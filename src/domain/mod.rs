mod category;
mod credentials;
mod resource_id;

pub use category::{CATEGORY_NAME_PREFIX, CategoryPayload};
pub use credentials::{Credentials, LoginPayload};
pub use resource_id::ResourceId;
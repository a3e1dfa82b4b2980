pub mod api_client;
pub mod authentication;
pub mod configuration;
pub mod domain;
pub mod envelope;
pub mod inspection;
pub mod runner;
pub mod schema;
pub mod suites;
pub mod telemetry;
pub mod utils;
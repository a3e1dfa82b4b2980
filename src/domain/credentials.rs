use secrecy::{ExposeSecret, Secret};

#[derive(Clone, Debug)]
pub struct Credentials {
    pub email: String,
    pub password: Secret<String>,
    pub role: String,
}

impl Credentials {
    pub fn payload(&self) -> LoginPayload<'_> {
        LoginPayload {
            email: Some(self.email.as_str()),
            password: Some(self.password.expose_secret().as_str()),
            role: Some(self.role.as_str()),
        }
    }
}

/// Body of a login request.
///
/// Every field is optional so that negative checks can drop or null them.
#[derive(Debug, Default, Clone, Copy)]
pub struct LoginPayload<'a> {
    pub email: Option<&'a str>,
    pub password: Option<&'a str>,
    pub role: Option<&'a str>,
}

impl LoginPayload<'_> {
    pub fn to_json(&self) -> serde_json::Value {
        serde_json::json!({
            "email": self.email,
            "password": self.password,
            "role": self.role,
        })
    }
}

Exercise directions: Note how many lines above hold "Some" and give that figure alone.

The answer: 3